In dieser Haltung werden die Bandscheiben gleichmäßig belastet, das Verletzungsrisiko ist deutlich geringer.
Im Arbeitsalltag bedeutet das, dass man lernen muss, Gewichte mit einer Bewegung der Knie- und Hüftgelenke zu heben. Der Oberkörper kann sich wenn nötig nach vorne neigen, sollte aber in Streckung stabilisiert werden ( Abb. 4).
Das Kapitel Rückenschule ( Kap. 3) zeigt Übungen, die helfen sollen, die Aufrichtung und Stabilisierung der Wirbelsäule zu verbessern. Die Übungen für das Gleichgewicht helfen Ihnen, den Körper über der Unterstützungsfläche zu stabilisieren.
Abb. 4: Das Gewicht wird mit möglichst aufgerichtetem, stabilisiertem Oberkörper angehoben. Das Anheben der Last geschieht durch eine Bewegung der Knie- und Hüftgelenke.
Für den Rücken sind Drehbelastungen ungünstig, daher zum Gewicht drehen, dann erst anheben. Der Rücken bleibt zum Becken hin stabil eingestellt, die Bewegung geschieht aus den Gelenken der unteren Extremität. Dazu ist meist eine Schritt- oder Grätschstellung der Beine nötig ( Abb. 5).
Abb. 5: Richtig: Der Helfer steht an der Bettseite, an der er eine Arbeit verrichten will.

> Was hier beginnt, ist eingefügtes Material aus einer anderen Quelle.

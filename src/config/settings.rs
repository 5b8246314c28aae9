//! User settings for the finance tracker
//!
//! Stored as pretty JSON in `config.json`. Every field has a serde default,
//! so older or hand-edited files keep loading.

use std::fmt::Write;

use chrono::format::{Item, StrftimeItems};
use chrono::Local;
use serde::{Deserialize, Serialize};

use super::paths::FinancePaths;
use crate::error::FinanceError;

/// Settings schema version this build reads and writes
pub const SETTINGS_SCHEMA_VERSION: u32 = 1;

/// User settings
#[derive(Debug, Clone, PartialEq, Eq, Serialize, Deserialize)]
pub struct Settings {
    /// Schema version for migration support
    #[serde(default = "default_schema_version")]
    pub schema_version: u32,

    /// Currency symbol used when printing amounts
    #[serde(default = "default_currency")]
    pub currency_symbol: String,

    /// Date format preference (strftime format)
    #[serde(default = "default_date_format")]
    pub date_format: String,

    /// Whether mutations are recorded in the audit log
    #[serde(default = "default_audit_enabled")]
    pub audit_enabled: bool,

    /// How many transactions `transaction list` shows by default
    #[serde(default = "default_recent_limit")]
    pub recent_limit: usize,
}

fn default_schema_version() -> u32 {
    SETTINGS_SCHEMA_VERSION
}

fn default_currency() -> String {
    "$".to_string()
}

fn default_date_format() -> String {
    "%Y-%m-%d".to_string()
}

fn default_audit_enabled() -> bool {
    true
}

fn default_recent_limit() -> usize {
    10
}

impl Default for Settings {
    fn default() -> Self {
        Self {
            schema_version: default_schema_version(),
            currency_symbol: default_currency(),
            date_format: default_date_format(),
            audit_enabled: default_audit_enabled(),
            recent_limit: default_recent_limit(),
        }
    }
}

impl Settings {
    /// Load settings from disk, or return defaults if the file doesn't exist
    ///
    /// Defaults are not written; call [`save`](Self::save) to persist them.
    /// A file that parses but fails [`validate`](Self::validate) is a
    /// config error.
    pub fn load_or_create(paths: &FinancePaths) -> Result<Self, FinanceError> {
        let settings_path = paths.settings_file();

        if !settings_path.exists() {
            return Ok(Settings::default());
        }

        let contents = std::fs::read_to_string(&settings_path)
            .map_err(|e| FinanceError::Io(format!("Failed to read settings file: {}", e)))?;

        let settings: Settings = serde_json::from_str(&contents)
            .map_err(|e| FinanceError::Config(format!("Failed to parse settings file: {}", e)))?;

        settings.validate()?;
        Ok(settings)
    }

    /// Check values serde cannot: the schema version and the date format
    pub fn validate(&self) -> Result<(), FinanceError> {
        if self.schema_version > SETTINGS_SCHEMA_VERSION {
            return Err(FinanceError::Config(format!(
                "Settings schema version {} is newer than supported version {}",
                self.schema_version, SETTINGS_SCHEMA_VERSION
            )));
        }

        let invalid_date_format = || {
            FinanceError::Config(format!(
                "Invalid date_format '{}' in settings file",
                self.date_format
            ))
        };

        if StrftimeItems::new(&self.date_format).any(|item| matches!(item, Item::Error)) {
            return Err(invalid_date_format());
        }

        // Time fields like %H parse as items but cannot format a date
        let mut sample = String::new();
        write!(sample, "{}", Local::now().date_naive().format(&self.date_format))
            .map_err(|_| invalid_date_format())?;

        Ok(())
    }

    /// Save settings to disk
    pub fn save(&self, paths: &FinancePaths) -> Result<(), FinanceError> {
        paths.ensure_directories()?;

        let contents = serde_json::to_string_pretty(self)
            .map_err(|e| FinanceError::Config(format!("Failed to serialize settings: {}", e)))?;

        std::fs::write(paths.settings_file(), contents)
            .map_err(|e| FinanceError::Io(format!("Failed to write settings file: {}", e)))?;

        Ok(())
    }
}
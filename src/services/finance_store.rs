//! Finance store
//!
//! Owns the in-memory transaction and budget lists plus the display
//! preference, and mirrors every mutation to a [`KeyValueStore`].
//!
//! Each mutating operation:
//! - applies its change in memory first, unconditionally;
//! - then writes the whole affected collection to its key, exactly once.
//!
//! A failed write does not undo the in-memory change. It is returned to the
//! caller inside [`Persisted`] as a non-fatal warning.

use chrono::{Local, NaiveDate};
use serde::{de::DeserializeOwned, Serialize};

use crate::audit::{AuditEntry, AuditLogger, EntityType};
use crate::error::{FinanceError, FinanceResult};
use crate::models::{
    Budget, BudgetId, CategorySpending, FinancialSummary, Money, NewBudget, NewTransaction,
    Transaction, TransactionId,
};
use crate::storage::sample::{sample_budgets, sample_transactions};
use crate::storage::{
    load_json, save_json, KeyValueStore, BUDGETS_KEY, DARK_MODE_KEY, TRANSACTIONS_KEY,
};

use super::summary;

/// The result of a mutation: the value it produced and, if the write to
/// the backing store failed, why
#[derive(Debug)]
#[must_use]
pub struct Persisted<T> {
    pub value: T,
    pub warning: Option<FinanceError>,
}

impl<T> Persisted<T> {
    fn new(value: T, warning: Option<FinanceError>) -> Self {
        Self { value, warning }
    }

    /// Check if the change reached the backing store
    pub fn is_saved(&self) -> bool {
        self.warning.is_none()
    }

    /// Treat a failed write as an error
    pub fn into_result(self) -> FinanceResult<T> {
        match self.warning {
            None => Ok(self.value),
            Some(e) => Err(e),
        }
    }
}

/// The finance store
///
/// Mutations take `&mut self`, so one writer at a time is enforced by the
/// borrow checker. To share a store between threads wrap it in a `Mutex`;
/// each read-modify-write cycle then runs under the lock.
pub struct FinanceStore<S: KeyValueStore> {
    store: S,
    transactions: Vec<Transaction>,
    budgets: Vec<Budget>,
    dark_mode: bool,
    audit: Option<AuditLogger>,
    load_warnings: Vec<FinanceError>,
}

impl<S: KeyValueStore> FinanceStore<S> {
    /// Load state from `store`, seeding sample data on first run
    ///
    /// Each collection is loaded independently. A missing collection is
    /// filled with sample data and written back; so is a corrupt one (the
    /// corruption is kept in [`load_warnings`](Self::load_warnings)). A
    /// missing dark-mode flag defaults to light mode without a write.
    ///
    /// # Errors
    ///
    /// Fails only if the store cannot be read at all. Write failures while
    /// seeding are recorded as load warnings.
    pub fn open(store: S) -> FinanceResult<Self> {
        Self::open_with_audit(store, None)
    }

    /// Like [`open`](Self::open), recording seeds and mutations in an audit log
    pub fn open_with_audit(store: S, audit: Option<AuditLogger>) -> FinanceResult<Self> {
        let mut finance = Self {
            store,
            transactions: Vec::new(),
            budgets: Vec::new(),
            dark_mode: false,
            audit,
            load_warnings: Vec::new(),
        };

        finance.transactions =
            finance.load_or_seed(TRANSACTIONS_KEY, EntityType::Transaction, sample_transactions)?;
        finance.budgets = finance.load_or_seed(BUDGETS_KEY, EntityType::Budget, sample_budgets)?;
        finance.dark_mode = finance.load_dark_mode()?;

        tracing::debug!(
            transactions = finance.transactions.len(),
            budgets = finance.budgets.len(),
            dark_mode = finance.dark_mode,
            "finance store loaded"
        );

        Ok(finance)
    }

    fn load_or_seed<T>(
        &mut self,
        key: &str,
        entity_type: EntityType,
        sample: fn() -> Vec<T>,
    ) -> FinanceResult<Vec<T>>
    where
        T: Serialize + DeserializeOwned,
    {
        match load_json::<Vec<T>, S>(&self.store, key) {
            Ok(Some(rows)) => return Ok(rows),
            Ok(None) => {
                tracing::info!(key, "no saved data, seeding sample data");
            }
            Err(e) if e.is_corrupt_data() => {
                tracing::warn!(key, error = %e, "saved data is corrupt, replacing with sample data");
                self.load_warnings.push(e);
            }
            Err(e) => return Err(e),
        }

        let rows = sample();
        if let Some(e) = self.persist(key, &rows) {
            self.load_warnings.push(e);
        }
        self.record(AuditEntry::seed(entity_type, key, &rows));
        Ok(rows)
    }

    fn load_dark_mode(&mut self) -> FinanceResult<bool> {
        match load_json::<bool, S>(&self.store, DARK_MODE_KEY) {
            Ok(value) => Ok(value.unwrap_or(false)),
            Err(e) if e.is_corrupt_data() => {
                tracing::warn!(error = %e, "saved display preference is corrupt, resetting");
                self.load_warnings.push(e);
                if let Some(e) = self.persist(DARK_MODE_KEY, &false) {
                    self.load_warnings.push(e);
                }
                Ok(false)
            }
            Err(e) => Err(e),
        }
    }

    /// Write `value` under `key`, returning the failure instead of raising it
    fn persist<T: Serialize + ?Sized>(&self, key: &str, value: &T) -> Option<FinanceError> {
        match save_json(&self.store, key, value) {
            Ok(()) => None,
            Err(e) => {
                tracing::warn!(key, error = %e, "change kept in memory but not persisted");
                Some(e)
            }
        }
    }

    fn record(&self, entry: AuditEntry) {
        if let Some(logger) = &self.audit {
            if let Err(e) = logger.log(&entry) {
                tracing::warn!(error = %e, "failed to write audit entry");
            }
        }
    }

    /// Record a new transaction under a freshly generated ID
    ///
    /// The transaction is appended; the list is not re-sorted.
    pub fn add_transaction(&mut self, input: NewTransaction) -> Persisted<Transaction> {
        let txn = input.into_transaction(TransactionId::generate());
        self.transactions.push(txn.clone());

        let warning = self.persist(TRANSACTIONS_KEY, &self.transactions);
        self.record(AuditEntry::create(
            EntityType::Transaction,
            txn.id.as_str(),
            Some(txn.title.clone()),
            &txn,
        ));

        Persisted::new(txn, warning)
    }

    /// Remove every transaction with the given ID, returning how many went
    ///
    /// An unknown ID is not an error; the unchanged list is still written.
    pub fn delete_transaction(&mut self, id: &TransactionId) -> Persisted<usize> {
        let (removed, kept): (Vec<_>, Vec<_>) = std::mem::take(&mut self.transactions)
            .into_iter()
            .partition(|t| &t.id == id);
        self.transactions = kept;

        let warning = self.persist(TRANSACTIONS_KEY, &self.transactions);
        for txn in &removed {
            self.record(AuditEntry::delete(
                EntityType::Transaction,
                txn.id.as_str(),
                Some(txn.title.clone()),
                txn,
            ));
        }

        Persisted::new(removed.len(), warning)
    }

    /// Declare a budget, snapshotting what is already spent in its category
    ///
    /// `spent` is fixed here and never recomputed as transactions change.
    /// Use [`live_spent`](Self::live_spent) for the current figure.
    pub fn add_budget(&mut self, input: NewBudget) -> Persisted<Budget> {
        let spent = summary::spent_for_category(&self.transactions, &input.category);
        let budget = input.into_budget(BudgetId::generate(), spent);
        self.budgets.push(budget.clone());

        let warning = self.persist(BUDGETS_KEY, &self.budgets);
        self.record(AuditEntry::create(
            EntityType::Budget,
            budget.id.as_str(),
            Some(budget.category.clone()),
            &budget,
        ));

        Persisted::new(budget, warning)
    }

    /// Flip between light and dark mode, returning the new setting
    pub fn toggle_dark_mode(&mut self) -> Persisted<bool> {
        let before = self.dark_mode;
        self.dark_mode = !before;

        let warning = self.persist(DARK_MODE_KEY, &self.dark_mode);
        self.record(AuditEntry::update(
            EntityType::Preference,
            DARK_MODE_KEY,
            Some("dark mode".to_string()),
            &before,
            &self.dark_mode,
        ));

        Persisted::new(self.dark_mode, warning)
    }

    /// Totals as of the local wall-clock date
    pub fn financial_summary(&self) -> FinancialSummary {
        self.financial_summary_at(Local::now().date_naive())
    }

    /// Totals with "this month" taken from `today`
    pub fn financial_summary_at(&self, today: NaiveDate) -> FinancialSummary {
        summary::compute_summary(&self.transactions, today)
    }

    /// What a budget's category has spent right now, ignoring the snapshot
    pub fn live_spent(&self, budget: &Budget) -> Money {
        summary::spent_for_category(&self.transactions, &budget.category)
    }

    /// Expense totals per category, largest first
    pub fn spending_by_category(&self) -> Vec<CategorySpending> {
        summary::spending_by_category(&self.transactions)
    }

    /// Up to `limit` transactions, newest date first
    pub fn recent_transactions(&self, limit: usize) -> Vec<&Transaction> {
        summary::most_recent(&self.transactions, limit)
    }

    /// All transactions in insertion order
    pub fn transactions(&self) -> &[Transaction] {
        &self.transactions
    }

    /// Look up a transaction by ID
    pub fn transaction(&self, id: &TransactionId) -> Option<&Transaction> {
        self.transactions.iter().find(|t| &t.id == id)
    }

    /// All budgets in insertion order
    pub fn budgets(&self) -> &[Budget] {
        &self.budgets
    }

    /// Whether dark mode is on
    pub fn dark_mode(&self) -> bool {
        self.dark_mode
    }

    /// Problems found and repaired while loading
    pub fn load_warnings(&self) -> &[FinanceError] {
        &self.load_warnings
    }

    /// The backing store
    pub fn store(&self) -> &S {
        &self.store
    }
}
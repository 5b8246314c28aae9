//! Core data models for the finance tracker
//!
//! This module contains the data structures of the tracking domain:
//! transactions, category budgets, the category catalogue and the derived
//! financial summary.

pub mod budget;
pub mod category;
pub mod ids;
pub mod money;
pub mod summary;
pub mod transaction;

pub use budget::{Budget, BudgetPeriod, BudgetStatus, NewBudget};
pub use category::{CategoryInfo, CATEGORIES};
pub use ids::{BudgetId, TransactionId};
pub use money::Money;
pub use summary::{CategorySpending, FinancialSummary};
pub use transaction::{NewTransaction, Transaction, TransactionType};
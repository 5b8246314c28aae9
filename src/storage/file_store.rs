//! File-backed key-value store
//!
//! Each key is stored as `<key>.json` in one directory. Writes go through
//! an atomic temp-file rename, so a crash leaves either the old or the new
//! value on disk.

use std::path::{Path, PathBuf};

use crate::error::{FinanceError, FinanceResult};

use super::file_io::{read_optional, write_atomic};
use super::KeyValueStore;

/// A `KeyValueStore` that keeps one JSON file per key
#[derive(Debug, Clone)]
pub struct FileStore {
    dir: PathBuf,
}

impl FileStore {
    /// Create a store rooted at `dir`; the directory is created on first write
    pub fn new(dir: impl Into<PathBuf>) -> Self {
        Self { dir: dir.into() }
    }

    /// The directory holding the value files
    pub fn dir(&self) -> &Path {
        &self.dir
    }

    /// Path of the file backing `key`
    pub fn path_for(&self, key: &str) -> FinanceResult<PathBuf> {
        let valid = !key.is_empty()
            && key
                .chars()
                .all(|c| c.is_ascii_alphanumeric() || c == '-' || c == '_');
        if !valid {
            return Err(FinanceError::Storage(format!("Invalid store key: '{}'", key)));
        }
        Ok(self.dir.join(format!("{}.json", key)))
    }
}

impl KeyValueStore for FileStore {
    fn get(&self, key: &str) -> FinanceResult<Option<String>> {
        read_optional(self.path_for(key)?)
    }

    fn set(&self, key: &str, value: &str) -> FinanceResult<()> {
        write_atomic(self.path_for(key)?, value)
    }
}

#[cfg(test)]
mod tests {
    use super::*;
    use crate::storage::TRANSACTIONS_KEY;
    use tempfile::TempDir;

    #[test]
    fn test_round_trip() {
        let temp_dir = TempDir::new().unwrap();
        let store = FileStore::new(temp_dir.path().join("data"));

        assert_eq!(store.get(TRANSACTIONS_KEY).unwrap(), None);
        store.set(TRANSACTIONS_KEY, "[]").unwrap();
        assert_eq!(store.get(TRANSACTIONS_KEY).unwrap().as_deref(), Some("[]"));
        assert!(temp_dir
            .path()
            .join("data")
            .join("finance-transactions.json")
            .exists());
    }

    #[test]
    fn test_values_survive_reopen() {
        let temp_dir = TempDir::new().unwrap();
        FileStore::new(temp_dir.path()).set("finance-darkmode", "true").unwrap();

        let reopened = FileStore::new(temp_dir.path());
        assert_eq!(reopened.get("finance-darkmode").unwrap().as_deref(), Some("true"));
    }

    #[test]
    fn test_rejects_path_like_keys() {
        let temp_dir = TempDir::new().unwrap();
        let store = FileStore::new(temp_dir.path());

        assert!(store.set("../escape", "1").is_err());
        assert!(store.get("").is_err());
    }
}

Der Helfer dreht Oberkörper und Becken zum Gewicht, damit er seinen Rücken beim Heben nicht verdrehen muss und sich leichter aufrichten kann.
Das Gewicht, das die Wirbelsäule übernehmen muss, errechnet sich aus einer Formel der Physik:
Last x Lastarm = Kraft x Kraftarm
Das heißt, dass dasselbe Gewicht, wenn es näher an den Körper herangebracht wird, weniger Belastung darstellt, weil der Lastarm kürzer wird.